## What you need to do
Copy each line of the records that contains the word "fleet".

## Data provided
--
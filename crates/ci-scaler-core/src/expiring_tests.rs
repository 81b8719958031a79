//! Tests for [`ExpiringMap`] expiry and sweep semantics.
//!
//! TTLs here are milliseconds; production TTLs are minutes to hours, so real
//! sleeps keep the tests honest without slowing the suite.

use super::*;
use std::thread::sleep;

const SHORT_TTL: Duration = Duration::from_millis(30);

// ============================================================================
// get / contains_key tests
// ============================================================================

mod lookup_tests {
    use super::*;

    /// Values are retained and readable within the TTL.
    #[test]
    fn test_retains_values_within_ttl() {
        let mut map = ExpiringMap::new(Duration::from_secs(3600));
        map.insert("a", 1);
        assert_eq!(map.get("a"), Some(&1));
        assert!(map.contains_key("a"));
        assert_eq!(map.len(), 1);
    }

    /// Once the TTL elapses the key reads as absent even before any sweep.
    #[test]
    fn test_expired_key_reads_as_absent() {
        let mut map = ExpiringMap::new(SHORT_TTL);
        map.insert("a", 1);
        sleep(SHORT_TTL * 2);
        assert_eq!(map.get("a"), None);
        assert!(!map.contains_key("a"));
        assert!(map.is_empty());
    }

    /// Re-inserting a key restarts its clock.
    #[test]
    fn test_reinsert_restarts_ttl() {
        let mut map = ExpiringMap::new(SHORT_TTL);
        map.insert("a", 1);
        sleep(SHORT_TTL / 2);
        map.insert("a", 2);
        sleep(SHORT_TTL / 2);
        assert_eq!(map.get("a"), Some(&2));
    }
}

// ============================================================================
// insert sweep tests
// ============================================================================

mod sweep_tests {
    use super::*;

    /// A write drops entries whose TTL elapsed, keeping live ones.
    #[test]
    fn test_insert_sweeps_expired_entries() {
        let mut map = ExpiringMap::new(SHORT_TTL);
        map.insert("old", 1);
        sleep(SHORT_TTL * 2);
        map.insert("new", 2);
        assert_eq!(map.get("old"), None);
        assert_eq!(map.get("new"), Some(&2));
        assert_eq!(map.len(), 1);
    }
}

// ============================================================================
// remove tests
// ============================================================================

mod remove_tests {
    use super::*;

    /// Removing twice is fine; the second call is a no-op.
    #[test]
    fn test_remove_is_idempotent() {
        let mut map = ExpiringMap::new(Duration::from_secs(3600));
        map.insert("a", 1);
        assert_eq!(map.remove("a"), Some(1));
        assert_eq!(map.remove("a"), None);
    }

    /// Removing an expired entry reports it as already gone.
    #[test]
    fn test_remove_expired_returns_none() {
        let mut map = ExpiringMap::new(SHORT_TTL);
        map.insert("a", 1);
        sleep(SHORT_TTL * 2);
        assert_eq!(map.remove("a"), None);
    }
}
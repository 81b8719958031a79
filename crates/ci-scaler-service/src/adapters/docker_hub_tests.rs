//! Tests for the Docker Hub rate-limit probe against a wiremock server.

use super::*;
use serde_json::json;
use wiremock::matchers::{header, method, path};
use wiremock::{Mock, MockServer, ResponseTemplate};

/// The probe exchanges the anonymous token and reads the windowed headers.
#[tokio::test]
async fn test_reads_windowed_rate_limit_headers() {
    let server = MockServer::start().await;
    Mock::given(method("GET"))
        .and(path("/token"))
        .respond_with(ResponseTemplate::new(200).set_body_json(json!({"token": "tok-123"})))
        .mount(&server)
        .await;
    Mock::given(method("HEAD"))
        .and(path("/v2/ratelimitpreview/test/manifests/latest"))
        .and(header("authorization", "Bearer tok-123"))
        .respond_with(
            ResponseTemplate::new(200)
                .insert_header("ratelimit-limit", "100;w=21600")
                .insert_header("ratelimit-remaining", "93;w=21600"),
        )
        .expect(1)
        .mount(&server)
        .await;

    let registry = DockerHubRegistry::with_urls(
        format!("{}/token", server.uri()),
        format!("{}/v2/ratelimitpreview/test/manifests/latest", server.uri()),
    )
    .unwrap();

    let limits = registry.fetch_rate_limits().await.unwrap();
    assert_eq!(
        limits,
        RateLimits {
            limit: 100,
            remaining: 93,
        }
    );
}

/// Missing headers degrade to zero rather than failing the handler.
#[tokio::test]
async fn test_missing_headers_read_as_zero() {
    let server = MockServer::start().await;
    Mock::given(method("GET"))
        .and(path("/token"))
        .respond_with(ResponseTemplate::new(200).set_body_json(json!({})))
        .mount(&server)
        .await;
    Mock::given(method("HEAD"))
        .and(path("/v2/ratelimitpreview/test/manifests/latest"))
        .respond_with(ResponseTemplate::new(200))
        .mount(&server)
        .await;

    let registry = DockerHubRegistry::with_urls(
        format!("{}/token", server.uri()),
        format!("{}/v2/ratelimitpreview/test/manifests/latest", server.uri()),
    )
    .unwrap();

    assert_eq!(registry.fetch_rate_limits().await.unwrap(), RateLimits::default());
}
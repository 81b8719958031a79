//! Tests for CLI argument validation.

use super::*;

fn args(domain: &str, asgs: &[&str]) -> CliArgs {
    CliArgs {
        port: 8088,
        domain: domain.to_string(),
        asgs: asgs.iter().map(|s| s.to_string()).collect(),
        poll_interval_sec: 120,
        max_idle_age_sec: 300,
        max_offline_age_sec: 120,
    }
}

/// Scheme and path are stripped off the domain argument.
#[test]
fn test_domain_normalization() {
    for raw in [
        "ci.example.com",
        "https://ci.example.com",
        "https://ci.example.com/hooks",
        "ci.example.com/hooks/deep",
    ] {
        let config = ServiceConfig::from_args(&args(raw, &["o/r:lab:asg"])).unwrap();
        assert_eq!(config.domain, "ci.example.com", "raw input: {raw}");
    }
}

/// Each --asgs value may carry several space-delimited specs.
#[test]
fn test_asgs_split_on_whitespace() {
    let config = ServiceConfig::from_args(&args(
        "ci.example.com",
        &["o/r:lab:asg1 o/r:lab2:asg2", "o/other:lab:asg3"],
    ))
    .unwrap();
    assert_eq!(config.asg_specs.len(), 3);
    assert_eq!(config.asg_specs[2].repository, "o/other");
}

/// A malformed spec aborts startup.
#[test]
fn test_bad_spec_is_fatal() {
    let result = ServiceConfig::from_args(&args("ci.example.com", &["o/r:lab"]));
    assert!(matches!(result, Err(ConfigError::Spec(_))));
}

/// Whitespace-only specs and empty domains are rejected.
#[test]
fn test_empty_inputs_rejected() {
    assert!(matches!(
        ServiceConfig::from_args(&args("ci.example.com", &["  "])),
        Err(ConfigError::NoAsgSpecs)
    ));
    assert!(matches!(
        ServiceConfig::from_args(&args("https:///", &["o/r:lab:asg"])),
        Err(ConfigError::EmptyDomain)
    ));
}
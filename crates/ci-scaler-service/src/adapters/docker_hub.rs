//! Docker Hub implementation of the [`ImageRegistry`] trait.
//!
//! Probes the anonymous pull rate limit the way the registry documents it:
//! fetch a token for the well-known `ratelimitpreview/test` repository, then
//! HEAD its manifest and read the `ratelimit-*` headers. The HEAD request
//! does not consume any of the budget it measures.

use async_trait::async_trait;
use ci_scaler_core::{ImageRegistry, RateLimits, RegistryError};
use reqwest::header::HeaderMap;
use serde::Deserialize;
use std::time::Duration;

const DEFAULT_TOKEN_URL: &str =
    "https://auth.docker.io/token?service=registry.docker.io&scope=repository:ratelimitpreview/test:pull";
const DEFAULT_MANIFEST_URL: &str =
    "https://registry-1.docker.io/v2/ratelimitpreview/test/manifests/latest";
const REQUEST_TIMEOUT: Duration = Duration::from_secs(30);

/// The Docker Hub rate-limit probe.
pub struct DockerHubRegistry {
    http: reqwest::Client,
    token_url: String,
    manifest_url: String,
}

#[derive(Debug, Deserialize)]
struct TokenResponse {
    #[serde(default)]
    token: String,
}

impl DockerHubRegistry {
    pub fn new() -> Result<Self, RegistryError> {
        Self::with_urls(DEFAULT_TOKEN_URL, DEFAULT_MANIFEST_URL)
    }

    pub fn with_urls(
        token_url: impl Into<String>,
        manifest_url: impl Into<String>,
    ) -> Result<Self, RegistryError> {
        let http = reqwest::Client::builder()
            .timeout(REQUEST_TIMEOUT)
            .build()
            .map_err(|e| RegistryError::Network {
                message: e.to_string(),
            })?;
        Ok(Self {
            http,
            token_url: token_url.into(),
            manifest_url: manifest_url.into(),
        })
    }

    async fn send(&self, builder: reqwest::RequestBuilder) -> Result<reqwest::Response, RegistryError> {
        let response = builder.send().await.map_err(|e| RegistryError::Network {
            message: e.to_string(),
        })?;
        let status = response.status();
        if status.is_success() {
            return Ok(response);
        }
        let message = response.text().await.unwrap_or_default();
        Err(RegistryError::Http {
            status: status.as_u16(),
            message,
        })
    }
}

#[async_trait]
impl ImageRegistry for DockerHubRegistry {
    async fn fetch_rate_limits(&self) -> Result<RateLimits, RegistryError> {
        let response = self.send(self.http.get(&self.token_url)).await?;
        let token: TokenResponse =
            response.json().await.map_err(|e| RegistryError::MalformedResponse {
                message: e.to_string(),
            })?;

        let response = self
            .send(self.http.head(&self.manifest_url).bearer_auth(&token.token))
            .await?;
        Ok(RateLimits {
            limit: limit_header(response.headers(), "ratelimit-limit"),
            remaining: limit_header(response.headers(), "ratelimit-remaining"),
        })
    }
}

/// Parse headers shaped like `100;w=21600`: the budget, then the window.
fn limit_header(headers: &HeaderMap, name: &str) -> i64 {
    headers
        .get(name)
        .and_then(|value| value.to_str().ok())
        .and_then(|value| value.split(';').next())
        .and_then(|value| value.trim().parse().ok())
        .unwrap_or(0)
}

#[cfg(test)]
#[path = "docker_hub_tests.rs"]
mod tests;
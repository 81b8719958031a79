//! Scoped action logging with optional error swallowing.
//!
//! Wraps a fallible future in "doing X... / done / failed" log lines. The
//! swallowing variant is the single place where reconciliation errors are
//! turned into warnings, so one failing handler can never halt the loop.

use std::fmt::Display;
use std::future::Future;
use tracing::{error, info, warn};

/// A logged scope around one fallible action.
///
/// ```
/// # use ci_scaler_core::scope::ActionScope;
/// # async fn example() {
/// let terminated = ActionScope::doing("terminating instance i-0a1b")
///     .swallow(async { Ok::<_, std::io::Error>(()) })
///     .await;
/// assert!(terminated.is_some());
/// # }
/// ```
#[derive(Debug, Default)]
pub struct ActionScope {
    doing: Option<String>,
    failure: Option<String>,
}

impl ActionScope {
    /// A scope that only reports failures.
    pub fn new() -> Self {
        Self::default()
    }

    /// A scope announcing the action on entry and on both exit paths.
    pub fn doing(doing: impl Into<String>) -> Self {
        Self {
            doing: Some(doing.into()),
            failure: None,
        }
    }

    /// Override the failure wording (e.g. `"failed (will retry)"`).
    pub fn failure(mut self, failure: impl Into<String>) -> Self {
        self.failure = Some(failure.into());
        self
    }

    /// Run the action, log the outcome, and propagate the error.
    pub async fn run<T, E, F>(self, fut: F) -> Result<T, E>
    where
        E: Display,
        F: Future<Output = Result<T, E>>,
    {
        self.enter();
        match fut.await {
            Ok(value) => {
                self.done();
                Ok(value)
            }
            Err(e) => {
                error!(error = %e, "{}", self.failure_line());
                Err(e)
            }
        }
    }

    /// Run the action, log the outcome, and swallow the error.
    ///
    /// Returns `None` when the action failed.
    pub async fn swallow<T, E, F>(self, fut: F) -> Option<T>
    where
        E: Display,
        F: Future<Output = Result<T, E>>,
    {
        self.enter();
        match fut.await {
            Ok(value) => {
                self.done();
                Some(value)
            }
            Err(e) => {
                warn!(error = %e, "{}", self.failure_line());
                None
            }
        }
    }

    fn enter(&self) {
        if let Some(doing) = &self.doing {
            info!("{doing}...");
        }
    }

    fn done(&self) {
        if let Some(doing) = &self.doing {
            info!("{doing}: done");
        }
    }

    fn failure_line(&self) -> String {
        let failure = self.failure.as_deref().unwrap_or("failed");
        match &self.doing {
            Some(doing) => format!("{doing}: {failure}"),
            None => failure.to_string(),
        }
    }
}

#[cfg(test)]
#[path = "scope_tests.rs"]
mod tests;
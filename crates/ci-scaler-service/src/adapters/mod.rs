//! Concrete adapter implementations injected into the core at runtime.

/// AWS auto-scaling and CloudWatch metrics.
pub mod aws;

/// Docker Hub rate-limit probe.
pub mod docker_hub;

/// GitHub REST API client.
pub mod github;

pub use aws::AwsCloud;
pub use docker_hub::DockerHubRegistry;
pub use github::GitHubClient;
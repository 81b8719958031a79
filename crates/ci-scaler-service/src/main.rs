//! Binary entry point for ci-scaler.
//!
//! Parses the CLI, initialises tracing, builds the AWS / GitHub / Docker Hub
//! adapters, and runs the service. Exit codes: 1 after an interrupting
//! signal, 2 on configuration errors or malformed external responses, 3 on
//! adapter or server failures.

use ci_scaler_core::{CiPlatform, CloudAutoscaler, ImageRegistry, PlatformError, DRY_RUN_ANNOTATION};
use ci_scaler_service::adapters::{AwsCloud, DockerHubRegistry, GitHubClient};
use ci_scaler_service::{run, CliArgs, RunExit, ServiceConfig, ServiceError};
use clap::Parser;
use std::sync::Arc;
use tracing::{error, warn};
use tracing_subscriber::{layer::SubscriberExt, util::SubscriberInitExt};

#[tokio::main]
async fn main() {
    tracing_subscriber::registry()
        .with(
            tracing_subscriber::EnvFilter::try_from_default_env()
                .unwrap_or_else(|_| "ci_scaler_service=info,ci_scaler_core=info".into()),
        )
        .with(tracing_subscriber::fmt::layer())
        .init();

    let args = CliArgs::parse();
    let config = match ServiceConfig::from_args(&args) {
        Ok(config) => config,
        Err(e) => {
            error!("invalid configuration: {e}");
            std::process::exit(2);
        }
    };

    let platform: Arc<dyn CiPlatform> = match GitHubClient::from_env() {
        Ok(client) => Arc::new(client),
        Err(e) => {
            error!("building the GitHub client failed: {e}");
            std::process::exit(3);
        }
    };
    let registry: Arc<dyn ImageRegistry> = match DockerHubRegistry::new() {
        Ok(registry) => Arc::new(registry),
        Err(e) => {
            error!("building the Docker Hub client failed: {e}");
            std::process::exit(3);
        }
    };
    let cloud = AwsCloud::connect().await;
    if cloud.region().is_none() {
        warn!("no AWS region discoverable, continuing {DRY_RUN_ANNOTATION}");
    }
    let cloud: Arc<dyn CloudAutoscaler> = Arc::new(cloud);

    match run(config, cloud, platform, registry).await {
        Ok(RunExit::Interrupted) => std::process::exit(1),
        Err(e) => {
            error!("service failed: {e}");
            let exit_code = match &e {
                ServiceError::Platform(PlatformError::MalformedResponse { .. }) => 2,
                _ => 3,
            };
            std::process::exit(exit_code);
        }
    }
}
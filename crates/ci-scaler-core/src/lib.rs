//! # ci-scaler Core
//!
//! Domain logic for the ci-scaler runner-fleet autoscaler.
//!
//! ci-scaler watches workflow webhook events from the CI platform, predicts
//! how many runners an incoming workflow will consume, and grows the matching
//! auto-scaling groups. A reconciliation loop polls the platform for the
//! registered runners and shrinks the fleet again: long-idle instances are
//! terminated, long-offline runner registrations are removed, and fleet
//! metrics are published to the cloud metrics service.
//!
//! ## Architecture
//!
//! The core depends only on trait abstractions for its external
//! collaborators:
//! - [`CloudAutoscaler`] for the auto-scaling and metrics APIs
//! - [`CiPlatform`] for the CI platform's REST API
//! - [`ImageRegistry`] for the container registry's rate-limit probe
//!
//! Concrete implementations live in the service crate and are injected at
//! runtime.

use serde::{Deserialize, Serialize};
use std::fmt;
use std::str::FromStr;

/// Seconds since the unix epoch, as reported by the wall clock.
pub type UnixSeconds = i64;

// ============================================================================
// Auto-scaling specs
// ============================================================================

/// One `{owner}/{repo}:{label}:{asg_name}` autoscaling spec.
///
/// A spec binds a runner label in one repository to the auto-scaling group
/// that backs it. The list of specs also defines which repositories are
/// subject to reconciliation.
#[derive(Debug, Clone, PartialEq, Eq, Hash)]
pub struct AsgSpec {
    pub repository: String,
    pub label: String,
    pub asg_name: String,
}

impl FromStr for AsgSpec {
    type Err = SpecError;

    fn from_str(s: &str) -> Result<Self, Self::Err> {
        let parts: Vec<&str> = s.split(':').collect();
        match parts.as_slice() {
            [repository, label, asg_name]
                if !repository.is_empty() && !label.is_empty() && !asg_name.is_empty() =>
            {
                Ok(Self {
                    repository: repository.to_string(),
                    label: label.to_string(),
                    asg_name: asg_name.to_string(),
                })
            }
            _ => Err(SpecError::InvalidAsgSpec {
                spec: s.to_string(),
            }),
        }
    }
}

impl fmt::Display for AsgSpec {
    fn fmt(&self, f: &mut fmt::Formatter<'_>) -> fmt::Result {
        write!(f, "{}:{}", self.repository, self.label)
    }
}

// ============================================================================
// Runners
// ============================================================================

/// Connectivity status the platform reports for a registered runner.
#[derive(Debug, Clone, Copy, PartialEq, Eq, Serialize, Deserialize)]
#[serde(rename_all = "lowercase")]
pub enum RunnerStatus {
    Online,
    #[serde(other)]
    Offline,
}

/// One runner registration as observed via the platform API.
///
/// `loaded_at` is the first time this process saw the runner; the registries
/// preserve it across polls so it anchors "how long has this runner been
/// idle/offline from our viewpoint".
#[derive(Debug, Clone, PartialEq, Eq)]
pub struct Runner {
    pub id: String,
    pub name: String,
    pub status: RunnerStatus,
    pub busy: bool,
    pub labels: Vec<String>,
    pub loaded_at: UnixSeconds,
}

impl Runner {
    /// An online runner that is not executing a job.
    pub fn is_idle(&self) -> bool {
        self.status == RunnerStatus::Online && !self.busy
    }

    /// Derive the backing cloud instance id from the runner name.
    ///
    /// Runner names follow the shape `ci-storage-<suffix>...` where the
    /// suffix is the instance id without its `i-` prefix.
    pub fn instance_id(&self) -> Result<String, SpecError> {
        let suffix: String = self
            .name
            .strip_prefix("ci-storage-")
            .unwrap_or("")
            .chars()
            .take_while(|c| c.is_ascii_alphanumeric() || *c == '_')
            .collect();
        if suffix.is_empty() {
            return Err(SpecError::BadRunnerName {
                name: self.name.clone(),
            });
        }
        Ok(format!("i-{suffix}"))
    }
}

// ============================================================================
// External-service views
// ============================================================================

/// The subset of auto-scaling group attributes the core consults.
#[derive(Debug, Clone, Copy, PartialEq, Eq)]
pub struct AsgDescription {
    pub desired_capacity: i64,
    pub min_size: i64,
    pub max_size: i64,
}

/// One rate-limit bucket of an external API.
#[derive(Debug, Clone, Copy, PartialEq, Eq, Default)]
pub struct RateLimits {
    pub limit: i64,
    pub remaining: i64,
}

// ============================================================================
// Error Types
// ============================================================================

/// Errors in statically-configured inputs and name derivations.
#[derive(Debug, Clone, PartialEq, Eq, thiserror::Error)]
pub enum SpecError {
    #[error("invalid ASG spec '{spec}': expected {{owner}}/{{repo}}:{{label}}:{{asg_name}}")]
    InvalidAsgSpec { spec: String },

    #[error("cannot derive an instance id from runner name '{name}'")]
    BadRunnerName { name: String },
}

// ============================================================================
// Module declarations
// ============================================================================

/// Adapter traits for the cloud, the CI platform, and the image registry.
pub mod adapters;

/// TTL-keyed map with lazy expiry.
pub mod expiring;

/// Webhook ingress pipeline and webhook registration lifecycle.
pub mod ingress;

/// Typed extraction of webhook payloads.
pub mod payload;

/// The reconciliation loop and its per-ASG handlers.
pub mod reconcile;

/// Id-keyed runner set with differential assignment.
pub mod registry;

/// Scoped action logging with optional error swallowing.
pub mod scope;

/// Per-job timing metrics.
pub mod timing;

/// Workflow file parsing and runner-demand prediction.
pub mod workflow;

// Re-export key types for convenience
pub use adapters::{
    CiPlatform, CloudAutoscaler, CloudError, ImageRegistry, PlatformError, RegistryError,
    DRY_RUN_ANNOTATION,
};
pub use expiring::ExpiringMap;
pub use ingress::{IngressRequest, IngressResponse, WebhookService};
pub use payload::{WebhookPayload, WorkflowJobPayload, WorkflowRunPayload};
pub use reconcile::{AsgHandler, ReconcileError, Reconciler, ReconcilerConfig};
pub use registry::RunnersRegistry;
pub use scope::ActionScope;
pub use timing::{normalize_job_name, JobPhase, JobTimings};
pub use workflow::{Workflow, WorkflowError};

#[cfg(test)]
#[path = "lib_tests.rs"]
mod tests;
--
## Solution to this problem
//! Domain logic for the ci-scaler runner-fleet autoscaler.
//! registered runners and shrinks the fleet again: long-idle instances are
//! terminated, long-offline runner registrations are removed, and fleet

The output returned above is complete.